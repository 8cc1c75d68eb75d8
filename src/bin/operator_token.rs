use std::env;

use govfx::auth::OperatorAuth;
use govfx::kill_switch::{ACTION_ARM, ACTION_RESET};

fn main() {
    let action = env::args().nth(1).unwrap_or_default();
    if action != ACTION_ARM && action != ACTION_RESET {
        eprintln!("usage: operator_token <{}|{}> [nonce]", ACTION_ARM, ACTION_RESET);
        std::process::exit(2);
    }
    let nonce = env::args()
        .nth(2)
        .unwrap_or_else(|| format!("{:016x}", rand::random::<u64>()));
    let secret = env::var("OPERATOR_SECRET").unwrap_or_default();
    if secret.is_empty() {
        eprintln!("OPERATOR_SECRET is not set");
        std::process::exit(2);
    }
    match OperatorAuth::new(&secret).issue(&action, &nonce) {
        Ok(token) => println!("{}", token),
        Err(err) => {
            eprintln!("cannot issue token: {}", err);
            std::process::exit(1);
        }
    }
}
//! Execution state machine against the paper venue: idempotent submission,
//! crash recovery through the order journal, and kill-switch precedence.

use std::sync::Arc;
use std::time::Duration;

use chrono::{DateTime, TimeZone, Utc};
use serde_json::json;

use govfx::auth::OperatorAuth;
use govfx::error::{ExecError, VenueError};
use govfx::exec::{
    reconcile_once, ExecConfig, ExecutionStateMachine, Order, OrderSpec, OrderState, PaperVenue, ReconcileMode,
    RetryConfig, Side, VenueAdapter,
};
use govfx::exec::venue::OrderRequest;
use govfx::kill_switch::{KillSwitch, ACTION_RESET};
use govfx::risk::{GateStatus, RiskGateDecision};
use govfx::wal::{OrderJournal, WalEntry};

fn now() -> DateTime<Utc> {
    Utc::now()
}

fn allow_at(as_of: DateTime<Utc>) -> RiskGateDecision {
    RiskGateDecision {
        gate_id: "gate-1".to_string(),
        status: GateStatus::Allow,
        reasons: vec![],
        as_of_utc: as_of,
        inputs_snapshot_digest: "digest-1".to_string(),
    }
}

fn spec(qty: f64) -> OrderSpec {
    OrderSpec { symbol: "NQ".to_string(), side: Side::Buy, qty, limit_price: None }
}

fn fast_retry(max_retries: u32) -> ExecConfig {
    ExecConfig {
        retry: RetryConfig { max_retries, base_delay_ms: 20, max_delay_ms: 40, jitter_factor: 0.0 },
        ..ExecConfig::default()
    }
}

fn machine_at(
    path: &std::path::Path,
    venue: Arc<PaperVenue>,
    ks: KillSwitch,
    config: ExecConfig,
) -> ExecutionStateMachine {
    let venue: Arc<dyn VenueAdapter> = venue;
    ExecutionStateMachine::open(path, false, venue, ks, config).unwrap()
}

async fn validated(machine: &ExecutionStateMachine, qty: f64) -> String {
    let t = now();
    let decision = allow_at(t);
    let coid = machine.create_intent(&decision, spec(qty), json!({"max_trades_per_day": 3})).await.unwrap();
    machine.validate(&coid, &decision, "digest-1", t).await.unwrap();
    coid
}

#[tokio::test]
async fn test_submit_twice_reaches_venue_once() {
    let dir = tempfile::tempdir().unwrap();
    let venue = Arc::new(PaperVenue::new());
    let machine = machine_at(&dir.path().join("orders.wal"), venue.clone(), KillSwitch::new(OperatorAuth::new("s")), fast_retry(2));

    let coid = validated(&machine, 1.0).await;
    assert_eq!(machine.submit(&coid).await.unwrap(), OrderState::Open);
    assert_eq!(machine.submit(&coid).await.unwrap(), OrderState::Open);
    assert_eq!(venue.submit_calls(&coid), 1);
    assert_eq!(venue.order_count(&coid), 1);
}

#[tokio::test]
async fn test_timeout_after_accept_does_not_duplicate() {
    let dir = tempfile::tempdir().unwrap();
    let venue = Arc::new(PaperVenue::new());
    venue.script_submit(govfx::exec::Scripted::AcceptThenTimeout);
    let machine = machine_at(&dir.path().join("orders.wal"), venue.clone(), KillSwitch::new(OperatorAuth::new("s")), fast_retry(2));

    let coid = validated(&machine, 1.0).await;
    // the retry lands on the order the venue already holds
    assert_eq!(machine.submit(&coid).await.unwrap(), OrderState::Open);
    assert_eq!(venue.order_count(&coid), 1);
    assert_eq!(venue.submit_calls(&coid), 2);
}

#[tokio::test]
async fn test_crash_while_submitted_converges_in_one_pass() {
    let dir = tempfile::tempdir().unwrap();
    let wal = dir.path().join("orders.wal");
    let venue = Arc::new(PaperVenue::new());

    // journal as a crashed process left it: two orders SUBMITTED, only one
    // of which ever reached the venue
    {
        let mut journal = OrderJournal::open(&wal, false).unwrap();
        for (i, coid) in ["gfx-reached", "gfx-lost"].iter().enumerate() {
            let mut order = Order::new(coid, spec(1.0), "gate-1", "digest-1", json!({}), now());
            order.state = OrderState::Submitted;
            order.submitted_at = Some(now());
            order.revision = 3;
            journal
                .append_entry(&WalEntry::Revision {
                    ts: i as u64,
                    client_order_id: coid.to_string(),
                    revision: 3,
                    event: "submit".to_string(),
                    source: "pipeline".to_string(),
                    order,
                })
                .unwrap();
        }
    }
    venue
        .submit(&OrderRequest { client_order_id: "gfx-reached".to_string(), spec: spec(1.0) })
        .await
        .unwrap();
    venue.fill("gfx-reached", 1.0);

    let machine = machine_at(&wal, venue.clone(), KillSwitch::new(OperatorAuth::new("s")), fast_retry(0));
    let first = reconcile_once(&machine, ReconcileMode::Startup).await;
    assert_eq!(first.checked, 2);
    assert!(first.errors.is_empty());
    assert_eq!(machine.get("gfx-reached").await.unwrap().state, OrderState::Filled);
    assert_eq!(machine.get("gfx-lost").await.unwrap().state, OrderState::Canceled);

    // nothing left to do on the next pass
    let second = reconcile_once(&machine, ReconcileMode::Periodic).await;
    assert_eq!(second.checked, 0);

    // and the converged states survive another restart
    drop(machine);
    let recovered = OrderJournal::recover(&wal).unwrap();
    assert_eq!(recovered.orders["gfx-reached"].state, OrderState::Filled);
    assert_eq!(recovered.orders["gfx-lost"].state, OrderState::Canceled);
}

#[tokio::test]
async fn test_transient_query_timeout_leaves_open_order_open() {
    let dir = tempfile::tempdir().unwrap();
    let venue = Arc::new(PaperVenue::new());
    let machine = machine_at(&dir.path().join("orders.wal"), venue.clone(), KillSwitch::new(OperatorAuth::new("s")), fast_retry(3));
    let coid = validated(&machine, 1.0).await;
    assert_eq!(machine.submit(&coid).await.unwrap(), OrderState::Open);

    venue.script_query(VenueError::Timeout);
    let report = reconcile_once(&machine, ReconcileMode::Periodic).await;
    assert!(report.unknown.is_empty());
    assert!(report.errors.is_empty());
    assert_eq!(machine.get(&coid).await.unwrap().state, OrderState::Open);

    // a fill seen on the retried query is still applied
    venue.script_query(VenueError::Unavailable("503".into()));
    venue.fill(&coid, 1.0);
    reconcile_once(&machine, ReconcileMode::Periodic).await;
    assert_eq!(machine.get(&coid).await.unwrap().state, OrderState::Filled);
}

#[tokio::test]
async fn test_exhausted_query_budget_marks_unknown() {
    let dir = tempfile::tempdir().unwrap();
    let venue = Arc::new(PaperVenue::new());
    let machine = machine_at(&dir.path().join("orders.wal"), venue.clone(), KillSwitch::new(OperatorAuth::new("s")), fast_retry(1));
    let coid = validated(&machine, 1.0).await;
    machine.submit(&coid).await.unwrap();

    venue.script_query(VenueError::Timeout);
    venue.script_query(VenueError::Timeout);
    let report = reconcile_once(&machine, ReconcileMode::Periodic).await;
    assert_eq!(report.unknown, vec![coid.clone()]);
    assert_eq!(machine.get(&coid).await.unwrap().state, OrderState::Unknown);
}

#[tokio::test]
async fn test_journal_with_torn_tail_keeps_orders_written_after_restart() {
    let dir = tempfile::tempdir().unwrap();
    let wal = dir.path().join("orders.wal");
    let venue = Arc::new(PaperVenue::new());
    let first = {
        let machine = machine_at(&wal, venue.clone(), KillSwitch::new(OperatorAuth::new("s")), fast_retry(0));
        validated(&machine, 1.0).await
    };
    // the process died halfway through its next line
    let mut raw = std::fs::OpenOptions::new().append(true).open(&wal).unwrap();
    std::io::Write::write_all(&mut raw, b"{\"operation\":\"revision\",\"ts\":17").unwrap();
    drop(raw);

    let machine = machine_at(&wal, venue.clone(), KillSwitch::new(OperatorAuth::new("s")), fast_retry(0));
    assert_eq!(machine.get(&first).await.unwrap().state, OrderState::Validated);
    let second = validated(&machine, 2.0).await;
    drop(machine);

    let recovered = OrderJournal::recover(&wal).unwrap();
    assert_eq!(recovered.skipped_lines, 0);
    assert_eq!(recovered.orders[&first].state, OrderState::Validated);
    assert_eq!(recovered.orders[&second].state, OrderState::Validated);
}

#[tokio::test]
async fn test_kill_switch_refuses_validation() {
    let dir = tempfile::tempdir().unwrap();
    let auth = OperatorAuth::new("desk-secret");
    let ks = KillSwitch::new(auth.clone());
    let machine = machine_at(&dir.path().join("orders.wal"), Arc::new(PaperVenue::new()), ks.clone(), fast_retry(0));

    let t = now();
    let decision = allow_at(t);
    let coid = machine.create_intent(&decision, spec(1.0), json!({})).await.unwrap();
    ks.engage("operator halt");
    assert_eq!(
        machine.validate(&coid, &decision, "digest-1", t).await,
        Err(ExecError::KillSwitchEngaged)
    );
    assert_eq!(machine.get(&coid).await.unwrap().state, OrderState::Intent);

    ks.reset(&auth.issue(ACTION_RESET, "n-1").unwrap()).unwrap();
    machine.validate(&coid, &decision, "digest-1", t).await.unwrap();
    assert_eq!(machine.get(&coid).await.unwrap().state, OrderState::Validated);
}

#[tokio::test]
async fn test_engage_during_submit_leaves_order_unknown() {
    let dir = tempfile::tempdir().unwrap();
    let venue = Arc::new(PaperVenue::new());
    venue.set_down(true);
    let ks = KillSwitch::new(OperatorAuth::new("s"));
    let config = ExecConfig {
        retry: RetryConfig { max_retries: 50, base_delay_ms: 50, max_delay_ms: 50, jitter_factor: 0.0 },
        ..ExecConfig::default()
    };
    let machine = Arc::new(machine_at(&dir.path().join("orders.wal"), venue.clone(), ks.clone(), config));
    let coid = validated(&machine, 1.0).await;

    let task = {
        let machine = machine.clone();
        let coid = coid.clone();
        tokio::spawn(async move { machine.submit(&coid).await })
    };
    tokio::time::sleep(Duration::from_millis(80)).await;
    ks.engage("halt during submit");

    let state = tokio::time::timeout(Duration::from_secs(2), task).await.unwrap().unwrap().unwrap();
    assert_eq!(state, OrderState::Unknown);
    assert!(venue.submit_calls(&coid) < 50);
}

#[tokio::test]
async fn test_stale_or_mismatched_decision_refused() {
    let dir = tempfile::tempdir().unwrap();
    let machine = machine_at(&dir.path().join("orders.wal"), Arc::new(PaperVenue::new()), KillSwitch::new(OperatorAuth::new("s")), fast_retry(0));

    let t = Utc.with_ymd_and_hms(2026, 3, 2, 14, 30, 0).unwrap();
    let decision = allow_at(t);
    let coid = machine.create_intent(&decision, spec(1.0), json!({})).await.unwrap();
    assert_eq!(
        machine.validate(&coid, &decision, "digest-1", t + chrono::Duration::seconds(31)).await,
        Err(ExecError::StaleDecision)
    );
    assert_eq!(
        machine.validate(&coid, &decision, "digest-2", t).await,
        Err(ExecError::DigestMismatch)
    );
}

::::::

• [PROBLEM DETAILS] Go through the material and copy out every line with "false" in it.

• [SOLUTION FOR THIS PROBLEM]
    ExecutionStateMachine::open(path, false, venue, ks, config).unwrap()
        let mut journal = OrderJournal::open(&wal, false).unwrap();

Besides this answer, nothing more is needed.